Business Insider parent Axel Springer said it’s investigating the outlet’s “processes” after billionaire Bill Ackman questioned the motives behind its reporting that his wife Neri Oxman plagiarized in her 2010 doctoral dissertation at MIT.
Axel Springer said it’s going to take “a couple of days” to “review the processes” around two Insider stories related to Oxman, a spokesperson for the German media giant told The Post.
“While the facts of the reports have not been disputed, over the past few days questions have been raised about the motivation and the process leading up to the reporting — questions we take very seriously,” the company said.

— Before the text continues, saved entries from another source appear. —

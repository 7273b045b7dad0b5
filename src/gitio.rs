use anyhow::Result;
use tracing::debug;

use crate::util::run_git;

const RECORD_SEP: char = '\u{1e}';
const FIELD_SEP: char = '\u{1f}';

/// One `git log` record before time-zone localization.
#[derive(Debug, Clone, PartialEq, Eq)]
pub struct RawCommit { pub sha: String, pub author_name: String, pub author_email: String, pub at: i64, pub message: String }

pub struct LogQuery<'a> {
    pub author: &'a str,
    pub since: &'a str,
    pub include_merges: bool,
    pub all_refs: bool,
}

pub fn is_work_tree(repo: &str) -> Result<bool> {
    let out = run_git(repo, &["rev-parse".into(), "--is-inside-work-tree".into()])?;
    Ok(out.trim() == "true")
}

/// False for freshly initialised repositories whose HEAD is unborn.
pub fn has_head(repo: &str) -> bool {
    run_git(repo, &["rev-parse".into(), "--verify".into(), "-q".into(), "HEAD".into()]).is_ok()
}

pub fn log_args(q: &LogQuery) -> Vec<String> {
    let mut args: Vec<String> = vec![
        "-c".into(), "log.showSignature=false".into(),
        "log".into(),
        "--fixed-strings".into(),
        format!("--author={}", q.author),
        format!("--since={}", q.since),
        "--date-order".into(),
        "--reverse".into(),
        "--format=%x1e%H%x1f%an%x1f%ae%x1f%at%x1f%B".into(),
    ];
    if !q.include_merges { args.push("--no-merges".into()); }
    args.push(if q.all_refs { "--all".into() } else { "HEAD".into() });
    args
}

pub fn parse_log(out: &str) -> Vec<RawCommit> {
    out.split(RECORD_SEP)
        .filter(|r| !r.trim().is_empty())
        .filter_map(|record| {
            let parts: Vec<&str> = record.splitn(5, FIELD_SEP).collect();
            if parts.len() != 5 { return None; }
            let sha = parts[0].trim().to_string();
            if sha.is_empty() { return None; }
            let at = match parts[3].trim().parse::<i64>() {
                Ok(at) => at,
                Err(_) => {
                    debug!(%sha, raw = parts[3], "skipping commit with unparseable author time");
                    return None;
                }
            };
            Some(RawCommit {
                sha,
                author_name: parts[1].to_string(),
                author_email: parts[2].to_string(),
                at,
                message: parts[4].trim_end().to_string(),
            })
        })
        .collect()
}

pub fn log_commits(repo: &str, q: &LogQuery) -> Result<Vec<RawCommit>> {
    let out = run_git(repo, &log_args(q))?;
    Ok(parse_log(&out))
}

#[cfg(test)]
mod tests {
    use super::*;

    #[test]
    fn parse_log_splits_records_and_keeps_multiline_bodies() {
        let raw = format!(
            "{r}aaa{f}Dev{f}dev@ex.com{f}1755000000{f}ABC-1 first\n\nbody line\n\n{r}bbb{f}Dev{f}dev@ex.com{f}1755003600{f}second\n",
            r = RECORD_SEP,
            f = FIELD_SEP
        );
        let got = parse_log(&raw);
        assert_eq!(got.len(), 2);
        assert_eq!(got[0].sha, "aaa");
        assert_eq!(got[0].message, "ABC-1 first\n\nbody line");
        assert_eq!(got[1].at, 1_755_003_600);
    }

    #[test]
    fn parse_log_skips_truncated_records() {
        let raw = format!("{r}ccc{f}only-two", r = RECORD_SEP, f = FIELD_SEP);
        assert!(parse_log(&raw).is_empty());
    }

    #[test]
    fn log_args_toggle_merges_and_refs() {
        let q = LogQuery { author: "dev@ex.com", since: "s", include_merges: false, all_refs: true };
        let args = log_args(&q);
        assert!(args.contains(&"--no-merges".to_string()));
        assert_eq!(args.last().map(String::as_str), Some("--all"));
        assert!(args.contains(&"--author=dev@ex.com".to_string()));
        // committer dates may run past the window after a rebase; only the lower bound is pushed to git
        assert!(!args.iter().any(|a| a.starts_with("--until")));
    }

    #[test]
    fn parse_log_skips_records_with_bad_author_time() {
        let raw = format!(
            "{r}aaa{f}Dev{f}dev@ex.com{f}not-a-time{f}broken\n{r}bbb{f}Dev{f}dev@ex.com{f}1755003600{f}fine\n",
            r = RECORD_SEP,
            f = FIELD_SEP
        );
        let got = parse_log(&raw);
        assert_eq!(got.len(), 1);
        assert_eq!(got[0].sha, "bbb");
    }
}
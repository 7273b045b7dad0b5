use crate::common::{report_args, run_json, standard_tasks};
use test_support::{init_empty_repo, init_fixture_repo, init_repo_with, tempdir};

fn repo_entry<'a>(v: &'a serde_json::Value, path_suffix: &str) -> &'a serde_json::Value {
  v["summary"]["repositories"]
    .as_object()
    .unwrap()
    .values()
    .find(|r| r["path"].as_str().unwrap_or("").ends_with(path_suffix))
    .unwrap_or_else(|| panic!("no repository ending with {}", path_suffix))
}

#[test]
fn invalid_repository_is_degraded_not_fatal() {
  let good = init_fixture_repo();
  let work = tempdir();
  let tasks = standard_tasks(work.path());
  let missing = work.path().join("does-not-exist");
  let repos = format!("{},{}", good.path().display(), missing.display());

  let v = run_json(&report_args(&repos, &tasks));
  let s = &v["summary"];
  assert_eq!(s["totals"]["commits"], 4);
  assert_eq!(repo_entry(&v, "does-not-exist")["commits"], 0);
  assert!(repo_entry(&v, "does-not-exist")["degraded"].is_string());
  let degradations = s["degradations"].as_array().unwrap();
  assert_eq!(degradations.len(), 1);
  assert_eq!(degradations[0]["scope"], "repository");
}

#[test]
fn task_spanning_repositories_counts_in_both() {
  let api = init_repo_with(&[("ABC-1 api side", "2025-08-12T10:00:00+00:00")]);
  let web = init_repo_with(&[("ABC-1 web side", "2025-08-12T11:00:00+00:00"), ("misc", "2025-08-12T12:00:00+00:00")]);
  let work = tempdir();
  let tasks = standard_tasks(work.path());
  let repos = format!("{},{}", api.path().display(), web.path().display());

  let v = run_json(&report_args(&repos, &tasks));
  let a = repo_entry(&v, &api.path().file_name().unwrap().to_string_lossy());
  let w = repo_entry(&v, &web.path().file_name().unwrap().to_string_lossy());
  assert_eq!(a["seconds"], 10_800);
  assert_eq!(w["seconds"], 10_800);
  assert_eq!(w["unlinked_commits"], 1);
  assert_eq!(v["summary"]["totals"]["commits"], 3);
  let abc1 = &v["tasks"][0];
  assert_eq!(abc1["commits"].as_array().unwrap().len(), 2);
}

#[test]
fn empty_repository_is_not_degraded() {
  let fresh = init_empty_repo();
  let work = tempdir();
  let tasks = standard_tasks(work.path());
  let v = run_json(&report_args(fresh.path().to_str().unwrap(), &tasks));
  assert!(v["summary"]["degradations"].as_array().unwrap().is_empty());
  assert_eq!(v["summary"]["totals"]["commits"], 0);
}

“We will be transparent with our conclusions,” Axel Springer added.
The German media giant — which also owns Politico — also said “our media brands operate independently,” in its statement.
Oxman — a Massachusetts Institute of Technology graduate who went on to be a tenured professor at the university from 2017 to 2021 — was the subject of Insider’s two reports, published Thursday and Friday, claiming that in total, there were at least 32 instances of plagiarism in her dissertation and other papers.
In response, Ackman took aim at the possible motives behind Business Insider’s coverage of Oxman — alleging that the editor of the stories is a “known anti-Zionist.”
“The Editor of the Investigative group of Business Insider who is leading the attack on my wife is John Cook,” Ackman posted to X on Sunday.
“He is a known anti-Zionist. My wife is Israeli,” added the billionaire founder and CEO of Pershing Square Capital Management.
“That might explain why he was willing to lead this attack and others turned down the source when they were looking for a media outlet,” Ackman wrote of the plagiarism allegations, where Insider pointed to pages of Oxman’s 330-page dissertation and “virtually identical” sentences on a variety of Wikipedia pages.
Insider’s global editor-in-chief Nicholas Carlson has since shared an internal memo, which said that he stands by the two stories in question.
“It is my responsibility to publish fair, independent and newsworthy journalism. I made the call to publish both these stories. I stand by our story and the work that went into it. I know our process was sound. I know our newsroom’s motivations are truth and accountability,” Carlson wrote to staff, per a screenshot of the memo shared to X.
Cook declined to comment on Ackman calling him an anti-Zionist.
Ackman — a vocal critic when ex-Harvard president Claudine Gay was on the receiving end of plagiarism allegations — has bashed Insider for similar claims against his wife, even suggesting that the outlet’s probe was triggered by inside sources at MIT.
In the same post on Sunday, Ackman attacked Insider for breaking the “sacred code…that you can attack the protagonist as much as you want, but not his wife and not his kids.”
“You never go after someone’s family to get at a business person,” Ackman added, suggesting that the investigative reporters behind the explosive claims sought to take him down.
All the while, Ackman has been pushing for MIT to fire it’s president, Dr. Sally Kornnbluth, who was in attendance at the controversial congressional testimony on Dec. 5, 2023, in Washington, DC, where she was accused of implying “calls for genocide of Jews may not constitute bullying and harassment under MIT’s code of conduct, depending on context.”
Representatives for Ackman at Pershing Square and Oxman at her latest venture, a biology and materials engineering firm called OXMAN, did not immediately respond to The Post’s request for comment.
Oxman herself has yet to respond to Insider’s fresh allegations, which Insider says “are closer to a more common definition of plagiarism — the use of someone else’s words without any indication that you are passing them off as your own.”
Following Insider’s initial report published Thursday about four improperly-cited passages in Oxman’s dissertation, Ackman also suggested that the investigation took place because he “struck a chord.”
“You know that you struck a chord when they go after your wife, in this case my love and partner in life, @NeriOxman,” he shared to X on Thursday, just minutes after Oxman admitted that she did, in fact, fail to correctly cite four paragraphs of her 330-page PhD dissertation, which falls under MIT’s definition of plagiarism.
Ackman, who shares one child with Oxman and has credited his fund’s success to his marital bliss, called his wife “human” for admitting to four of the alleged instances of plagiarism despite bashing ex-Harvard president Claudine Gay over similar accusations.
Last week, after it was revealed that Gay would no longer be Harvard’s president but would remain part of the Ivy League’s faculty and keep her nearly $900,000 salary, Ackman said on X that Gay should leave Harvard altogether due to “serious plagiarism issues.”
“Students are forced to withdraw for much less,” wrote Ackman, who was accused of “bullying” Gay into her resignation from his alma mater. “Rewarding her with a highly paid faculty position sets a very bad precedent for academic integrity at Harvard.”
Ackman, 57, whose net worth is pegged by Forbes at $4 billion, married the 47-year-old Israeli-born academic in 2019.